Earlier this year, the World Health Organization (WHO) designated the year 2020 as “Year of the Nurse and Midwife”. It also coincides with the 200th birthday of our modern mother, Florence Nightingale. This global occasion is important for the nursing profession for two reasons. First, it gives us the opportunity to engage in dialogue about our diverse roles and responsibilities. Second, it is a reminder of our humble beginnings, and a call to continue the noble work started so many years ago.
I have often said that I never knew what a nurse did until I became one. Like many others, I viewed the essence of nursing as feminine, caring, and obedient. And while these images may have been correct so many years ago, they should not be what defines the profession now, or in the future. Modern nurses are diverse and offer exceptional clinical expertise and innovation. Professionally, we represent educators, public health experts, policy advocates, scientists, clinicians, individuals responsible for disease surveillance, and more. But this is nothing new. In fact, these are the exact same roles that Flo assumed so many years ago.
The iconic “Lady with the Lamp”, was a fiercely ambitious and passionate woman who defied social norms of her times. Flo hailed from an elite English family, and despite their protests, became a nurse at the ripe age of 33. While she is best known for her work in the Crimean War and setting professional standards, she also functioned as a scientist, quality expert, and driver for health reform. Additionally, Flo dedicated her efforts towards social reforms which impacted health and wellness of communities of people. Her devotion was deeply rooted in the need to serve others (something that I think most nurses can relate to).
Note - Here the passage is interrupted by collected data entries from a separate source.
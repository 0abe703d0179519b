use anyhow::Result;
use clap::Parser;

use package_doctor::cli::{Args, Command};
use package_doctor::logging::init_tracing;
use package_doctor::session::{SessionStore, open_session_store};
use package_doctor::{launch, server};

#[tokio::main]
async fn main() -> Result<()> {
    dotenv::dotenv().ok();

    let args = Args::parse();
    init_tracing(args.verbose);

    match args.command() {
        Command::Run => {
            let request = args.resolve_request()?;
            let config = args.into_config()?;
            launch(&config, request).await?;
        }
        Command::Serve { .. } => {
            let config = args.into_config()?;
            server::serve(&config).await?;
        }
        Command::Sessions => {
            let config = args.into_config()?;
            list_sessions(&config).await?;
        }
    }
    Ok(())
}

async fn list_sessions(config: &package_doctor::Config) -> Result<()> {
    let store = open_session_store(&config.session)?;
    let sessions = store.list_sessions(&config.app_name, &config.user_id).await?;
    if sessions.is_empty() {
        println!("No sessions found.");
        return Ok(());
    }
    for session in sessions {
        println!(
            "{}  events: {:>3}  updated: {}",
            session.id,
            session.event_count,
            session.last_update_time.format("%Y-%m-%d %H:%M:%S")
        );
    }
    Ok(())
}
May we hope that, when we are all dead and gone, leaders will arise who have been personally experienced in the hard, practical work, the difficulties, and the joys of organizing nursing reforms, and who will lead far beyond anything we have done!Florence Nightingale
Fast forward 150 years since her time of practice, and healthcare has changed tremendously. So in the spirit of Flo, here are a few ways you can celebrate The Year of the Nurse and Midwife (without a potluck) and work towards leading the future of nursing:
1. Take the credit you deserve. Stop brushing your talents under the rug and tell your story. Talk about why what you do is so important, and how your role was critical in the outcome.
2. Be bold. Know that you are a leader with every ounce of your being. You have a right to be at the table, so if there is not a seat, make one. You know exactly when and where a nurse is needed.
3. Rediscover your why. Why did you become a nurse? This is the root to your success. Tap back into it through reflection or in dialogue with others. This is your professional fountain of youth.
4. Build your professional social-connectedness. This goes for people within our profession and beyond. Collaborate across the health continuum with all the stakeholders. A team based approach to anything is bound to be a winner.
5. Be courageous. It can be uncomfortable sometimes, but our patients depend on it. Advocate for policy that keeps healthcare providers safe while keeping care accessible and financially responsible. Stand up for what you believe is right.
6. Dream & Do. What do you dream for nursing to look like? What is your dream role as a nurse? If it doesn’t exist yet- don’t just sit there. Get the wheels moving! Think outside of the box.
7. Find joy. Look for it every chance you get, and when you find it, tuck it in your pocket. It feeds your professional soul. Also, try keeping a gratitude journal or jar to review on days in which joy may be harder to find.
Let’s keep the spirit of Flo more alive than ever. Happy Year of the Nurse, and wishing you a joyous 2020!